* [Problem details]
Within the material below, filter for lines that hold the word "street".

* [Extracted records]
= Beginning of Section =
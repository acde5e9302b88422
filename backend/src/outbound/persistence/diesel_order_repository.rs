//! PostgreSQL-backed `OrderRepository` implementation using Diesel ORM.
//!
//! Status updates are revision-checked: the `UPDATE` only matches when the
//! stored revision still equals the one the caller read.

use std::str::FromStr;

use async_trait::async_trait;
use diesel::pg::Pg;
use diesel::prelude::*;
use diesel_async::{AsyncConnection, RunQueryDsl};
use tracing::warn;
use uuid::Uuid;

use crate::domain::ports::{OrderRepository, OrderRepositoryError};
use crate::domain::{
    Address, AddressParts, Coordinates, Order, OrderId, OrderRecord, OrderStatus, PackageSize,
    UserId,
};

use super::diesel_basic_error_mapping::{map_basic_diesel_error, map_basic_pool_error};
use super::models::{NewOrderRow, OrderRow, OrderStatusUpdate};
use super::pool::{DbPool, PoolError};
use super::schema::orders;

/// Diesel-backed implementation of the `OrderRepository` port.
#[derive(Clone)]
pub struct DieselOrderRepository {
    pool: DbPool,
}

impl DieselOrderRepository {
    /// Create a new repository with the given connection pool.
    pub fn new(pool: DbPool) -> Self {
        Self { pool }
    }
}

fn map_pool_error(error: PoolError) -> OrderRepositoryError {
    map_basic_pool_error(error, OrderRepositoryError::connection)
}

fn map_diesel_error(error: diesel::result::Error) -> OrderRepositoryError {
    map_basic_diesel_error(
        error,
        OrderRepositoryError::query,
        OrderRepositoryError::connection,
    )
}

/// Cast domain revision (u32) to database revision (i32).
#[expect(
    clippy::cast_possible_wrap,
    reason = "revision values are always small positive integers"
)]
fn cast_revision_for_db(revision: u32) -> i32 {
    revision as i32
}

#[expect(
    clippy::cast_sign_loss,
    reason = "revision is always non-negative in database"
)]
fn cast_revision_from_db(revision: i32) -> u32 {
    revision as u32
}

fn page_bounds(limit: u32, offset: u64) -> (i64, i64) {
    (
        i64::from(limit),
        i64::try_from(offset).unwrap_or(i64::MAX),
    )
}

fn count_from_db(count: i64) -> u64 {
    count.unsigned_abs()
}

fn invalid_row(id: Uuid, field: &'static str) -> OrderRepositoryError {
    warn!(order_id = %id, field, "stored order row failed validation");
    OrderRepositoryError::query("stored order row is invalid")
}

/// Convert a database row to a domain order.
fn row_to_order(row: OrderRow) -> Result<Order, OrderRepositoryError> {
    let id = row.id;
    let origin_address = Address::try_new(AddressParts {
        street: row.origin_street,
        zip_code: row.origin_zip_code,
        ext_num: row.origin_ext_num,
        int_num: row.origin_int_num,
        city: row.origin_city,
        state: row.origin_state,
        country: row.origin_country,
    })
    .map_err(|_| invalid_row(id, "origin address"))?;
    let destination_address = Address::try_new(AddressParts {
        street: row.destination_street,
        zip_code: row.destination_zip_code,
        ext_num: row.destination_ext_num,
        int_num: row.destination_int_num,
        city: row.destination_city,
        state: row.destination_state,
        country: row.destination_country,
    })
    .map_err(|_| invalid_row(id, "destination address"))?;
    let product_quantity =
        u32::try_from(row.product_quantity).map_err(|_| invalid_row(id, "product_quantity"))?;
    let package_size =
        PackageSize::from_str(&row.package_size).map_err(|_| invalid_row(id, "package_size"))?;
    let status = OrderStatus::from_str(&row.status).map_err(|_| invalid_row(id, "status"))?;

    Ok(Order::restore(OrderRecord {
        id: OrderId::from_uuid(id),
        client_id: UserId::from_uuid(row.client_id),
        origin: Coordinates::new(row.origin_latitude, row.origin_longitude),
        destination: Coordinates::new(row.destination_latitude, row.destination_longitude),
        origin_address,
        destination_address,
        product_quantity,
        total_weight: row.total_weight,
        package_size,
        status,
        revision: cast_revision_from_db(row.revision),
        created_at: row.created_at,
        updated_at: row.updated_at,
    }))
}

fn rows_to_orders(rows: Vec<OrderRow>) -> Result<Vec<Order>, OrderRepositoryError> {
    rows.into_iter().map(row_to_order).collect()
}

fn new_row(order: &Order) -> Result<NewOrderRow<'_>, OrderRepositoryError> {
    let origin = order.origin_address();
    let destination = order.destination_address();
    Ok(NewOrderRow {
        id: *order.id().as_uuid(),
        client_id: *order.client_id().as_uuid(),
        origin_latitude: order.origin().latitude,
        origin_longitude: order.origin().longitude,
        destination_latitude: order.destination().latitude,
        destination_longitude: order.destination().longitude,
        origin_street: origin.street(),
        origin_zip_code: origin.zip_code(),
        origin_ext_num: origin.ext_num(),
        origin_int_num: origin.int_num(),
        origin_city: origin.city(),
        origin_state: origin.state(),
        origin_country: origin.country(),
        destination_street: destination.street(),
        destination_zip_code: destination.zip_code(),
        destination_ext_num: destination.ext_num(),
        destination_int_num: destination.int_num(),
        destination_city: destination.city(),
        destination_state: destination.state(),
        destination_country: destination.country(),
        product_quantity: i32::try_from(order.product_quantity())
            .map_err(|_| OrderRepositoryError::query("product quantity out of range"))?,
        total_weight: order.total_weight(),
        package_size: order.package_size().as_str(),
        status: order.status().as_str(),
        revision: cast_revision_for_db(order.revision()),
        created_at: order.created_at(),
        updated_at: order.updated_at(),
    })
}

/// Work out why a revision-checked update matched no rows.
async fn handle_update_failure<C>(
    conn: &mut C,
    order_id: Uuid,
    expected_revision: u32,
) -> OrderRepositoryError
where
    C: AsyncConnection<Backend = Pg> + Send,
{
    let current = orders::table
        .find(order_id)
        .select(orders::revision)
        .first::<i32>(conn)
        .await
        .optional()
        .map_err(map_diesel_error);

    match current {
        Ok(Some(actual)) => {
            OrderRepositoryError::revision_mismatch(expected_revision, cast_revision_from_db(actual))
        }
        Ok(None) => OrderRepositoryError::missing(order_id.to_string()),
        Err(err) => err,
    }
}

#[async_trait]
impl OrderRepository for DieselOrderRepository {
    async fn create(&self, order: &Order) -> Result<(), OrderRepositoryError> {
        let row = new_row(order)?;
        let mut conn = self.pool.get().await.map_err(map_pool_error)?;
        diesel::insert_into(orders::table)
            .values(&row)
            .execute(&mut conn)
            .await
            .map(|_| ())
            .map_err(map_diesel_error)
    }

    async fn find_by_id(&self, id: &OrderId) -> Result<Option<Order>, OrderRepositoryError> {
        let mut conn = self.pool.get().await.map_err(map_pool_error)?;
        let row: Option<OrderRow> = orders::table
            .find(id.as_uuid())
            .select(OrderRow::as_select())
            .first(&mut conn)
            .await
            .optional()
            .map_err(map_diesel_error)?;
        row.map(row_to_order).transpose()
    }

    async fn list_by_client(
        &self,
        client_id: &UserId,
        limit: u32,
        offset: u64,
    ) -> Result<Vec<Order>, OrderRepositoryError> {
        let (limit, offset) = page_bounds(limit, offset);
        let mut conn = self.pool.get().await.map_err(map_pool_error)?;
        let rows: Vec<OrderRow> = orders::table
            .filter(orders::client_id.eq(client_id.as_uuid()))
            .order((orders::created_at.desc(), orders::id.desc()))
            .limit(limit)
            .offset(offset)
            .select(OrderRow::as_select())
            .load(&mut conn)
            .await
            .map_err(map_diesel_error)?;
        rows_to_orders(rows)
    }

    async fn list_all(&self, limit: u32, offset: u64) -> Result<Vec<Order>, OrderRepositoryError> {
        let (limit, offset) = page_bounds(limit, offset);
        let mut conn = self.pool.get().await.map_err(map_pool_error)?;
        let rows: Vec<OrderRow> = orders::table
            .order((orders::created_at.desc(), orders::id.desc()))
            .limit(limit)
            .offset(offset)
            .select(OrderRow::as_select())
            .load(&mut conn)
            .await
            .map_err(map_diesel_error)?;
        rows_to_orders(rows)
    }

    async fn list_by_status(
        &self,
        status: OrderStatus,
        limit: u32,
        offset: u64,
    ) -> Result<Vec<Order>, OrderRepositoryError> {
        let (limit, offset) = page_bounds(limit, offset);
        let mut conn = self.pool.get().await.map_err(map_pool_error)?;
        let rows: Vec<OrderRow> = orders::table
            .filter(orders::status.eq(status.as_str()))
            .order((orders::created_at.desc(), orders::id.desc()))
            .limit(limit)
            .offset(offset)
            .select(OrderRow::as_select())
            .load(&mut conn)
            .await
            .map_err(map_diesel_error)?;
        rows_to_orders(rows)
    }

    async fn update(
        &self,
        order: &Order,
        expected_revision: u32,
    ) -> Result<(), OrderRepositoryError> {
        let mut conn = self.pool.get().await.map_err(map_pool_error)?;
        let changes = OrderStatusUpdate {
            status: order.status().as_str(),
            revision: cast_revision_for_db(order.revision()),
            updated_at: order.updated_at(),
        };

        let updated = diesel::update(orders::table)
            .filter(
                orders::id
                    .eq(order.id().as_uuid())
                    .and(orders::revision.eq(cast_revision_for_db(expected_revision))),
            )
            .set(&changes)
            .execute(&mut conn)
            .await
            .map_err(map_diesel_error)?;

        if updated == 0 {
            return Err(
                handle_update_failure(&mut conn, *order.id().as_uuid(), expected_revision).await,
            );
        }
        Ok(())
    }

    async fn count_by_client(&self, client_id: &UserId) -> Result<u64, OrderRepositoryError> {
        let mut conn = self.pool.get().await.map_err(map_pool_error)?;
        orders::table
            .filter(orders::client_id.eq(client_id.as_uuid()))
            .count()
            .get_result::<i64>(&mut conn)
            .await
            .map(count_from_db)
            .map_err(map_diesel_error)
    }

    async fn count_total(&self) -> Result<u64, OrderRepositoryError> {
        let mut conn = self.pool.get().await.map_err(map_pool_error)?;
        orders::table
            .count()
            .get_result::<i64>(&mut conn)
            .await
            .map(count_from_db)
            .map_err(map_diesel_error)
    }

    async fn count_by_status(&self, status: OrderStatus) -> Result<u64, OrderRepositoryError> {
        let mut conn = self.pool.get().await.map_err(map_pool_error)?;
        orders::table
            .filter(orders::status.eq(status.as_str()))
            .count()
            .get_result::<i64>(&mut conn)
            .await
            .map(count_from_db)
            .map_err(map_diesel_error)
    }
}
= End of Section =
= Beginning of Section =
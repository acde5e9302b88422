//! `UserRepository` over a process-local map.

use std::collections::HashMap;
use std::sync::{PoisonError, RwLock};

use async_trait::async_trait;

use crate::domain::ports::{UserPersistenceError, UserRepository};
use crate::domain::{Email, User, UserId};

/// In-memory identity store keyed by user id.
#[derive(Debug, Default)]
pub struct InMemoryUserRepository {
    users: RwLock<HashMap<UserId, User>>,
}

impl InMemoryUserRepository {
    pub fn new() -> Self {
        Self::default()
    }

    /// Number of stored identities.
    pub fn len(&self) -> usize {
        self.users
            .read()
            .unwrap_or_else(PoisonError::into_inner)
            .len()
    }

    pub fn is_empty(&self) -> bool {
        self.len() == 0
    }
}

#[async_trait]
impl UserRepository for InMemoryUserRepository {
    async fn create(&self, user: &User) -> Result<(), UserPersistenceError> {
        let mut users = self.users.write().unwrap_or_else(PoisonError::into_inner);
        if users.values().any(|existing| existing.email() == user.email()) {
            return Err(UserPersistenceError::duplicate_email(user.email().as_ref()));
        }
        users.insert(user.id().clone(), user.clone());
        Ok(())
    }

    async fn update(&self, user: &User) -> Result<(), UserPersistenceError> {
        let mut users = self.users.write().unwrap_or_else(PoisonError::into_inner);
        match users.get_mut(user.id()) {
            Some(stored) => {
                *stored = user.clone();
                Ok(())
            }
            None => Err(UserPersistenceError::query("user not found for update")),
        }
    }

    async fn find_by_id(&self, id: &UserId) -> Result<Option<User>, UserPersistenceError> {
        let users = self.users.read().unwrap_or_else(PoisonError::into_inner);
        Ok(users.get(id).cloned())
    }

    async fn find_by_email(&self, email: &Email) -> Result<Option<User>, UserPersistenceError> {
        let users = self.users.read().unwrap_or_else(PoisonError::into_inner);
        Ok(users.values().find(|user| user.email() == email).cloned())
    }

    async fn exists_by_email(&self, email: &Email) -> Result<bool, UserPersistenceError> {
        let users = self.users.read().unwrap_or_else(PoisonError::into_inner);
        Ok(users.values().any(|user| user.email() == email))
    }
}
= End of Section =
= Beginning of Section =
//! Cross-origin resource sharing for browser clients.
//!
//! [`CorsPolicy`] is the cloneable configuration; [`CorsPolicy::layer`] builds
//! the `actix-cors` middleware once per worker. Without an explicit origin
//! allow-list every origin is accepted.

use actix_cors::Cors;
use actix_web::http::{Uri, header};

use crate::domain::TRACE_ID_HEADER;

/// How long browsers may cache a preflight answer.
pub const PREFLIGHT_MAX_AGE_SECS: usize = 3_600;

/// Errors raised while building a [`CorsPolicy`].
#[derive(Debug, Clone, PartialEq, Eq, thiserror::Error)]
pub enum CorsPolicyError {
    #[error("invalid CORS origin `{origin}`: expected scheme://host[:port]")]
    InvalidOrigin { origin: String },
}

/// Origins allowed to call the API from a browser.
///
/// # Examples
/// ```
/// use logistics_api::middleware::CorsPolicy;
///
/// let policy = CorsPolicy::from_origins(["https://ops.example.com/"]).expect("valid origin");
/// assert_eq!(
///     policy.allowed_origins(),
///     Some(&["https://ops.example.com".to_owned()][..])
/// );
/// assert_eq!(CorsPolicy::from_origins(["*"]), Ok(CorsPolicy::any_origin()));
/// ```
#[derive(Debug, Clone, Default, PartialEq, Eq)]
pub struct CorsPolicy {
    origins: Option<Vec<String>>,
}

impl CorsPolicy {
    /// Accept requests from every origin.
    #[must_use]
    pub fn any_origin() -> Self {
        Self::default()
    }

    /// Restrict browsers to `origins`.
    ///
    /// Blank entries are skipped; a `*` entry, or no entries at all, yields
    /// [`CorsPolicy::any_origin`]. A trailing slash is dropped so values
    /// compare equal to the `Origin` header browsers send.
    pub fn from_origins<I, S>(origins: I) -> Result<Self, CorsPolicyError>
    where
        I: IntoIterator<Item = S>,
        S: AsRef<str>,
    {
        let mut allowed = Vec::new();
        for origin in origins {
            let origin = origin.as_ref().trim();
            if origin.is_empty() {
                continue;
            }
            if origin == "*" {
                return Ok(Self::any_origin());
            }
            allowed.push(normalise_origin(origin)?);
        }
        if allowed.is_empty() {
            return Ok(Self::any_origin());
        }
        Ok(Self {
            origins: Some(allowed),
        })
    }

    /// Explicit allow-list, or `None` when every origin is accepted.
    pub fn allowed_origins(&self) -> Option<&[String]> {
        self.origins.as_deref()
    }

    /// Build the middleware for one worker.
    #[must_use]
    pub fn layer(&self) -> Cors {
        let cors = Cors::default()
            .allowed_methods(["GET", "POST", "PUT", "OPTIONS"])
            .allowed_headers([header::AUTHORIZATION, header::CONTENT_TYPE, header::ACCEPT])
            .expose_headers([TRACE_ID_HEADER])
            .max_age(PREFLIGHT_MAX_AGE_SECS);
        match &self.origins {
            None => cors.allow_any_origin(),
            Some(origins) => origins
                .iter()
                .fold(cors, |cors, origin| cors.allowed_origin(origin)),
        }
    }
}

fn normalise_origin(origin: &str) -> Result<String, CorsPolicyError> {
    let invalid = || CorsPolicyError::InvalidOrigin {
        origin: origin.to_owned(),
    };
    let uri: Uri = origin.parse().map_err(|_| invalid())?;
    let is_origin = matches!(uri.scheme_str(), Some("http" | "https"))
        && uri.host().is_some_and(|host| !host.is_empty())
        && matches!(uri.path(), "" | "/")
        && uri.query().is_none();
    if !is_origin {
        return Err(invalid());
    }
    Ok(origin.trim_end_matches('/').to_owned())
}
= End of Section =
* [Output below]
        street: row.origin_street,
        street: row.destination_street,
        origin_street: origin.street(),
        destination_street: destination.street(),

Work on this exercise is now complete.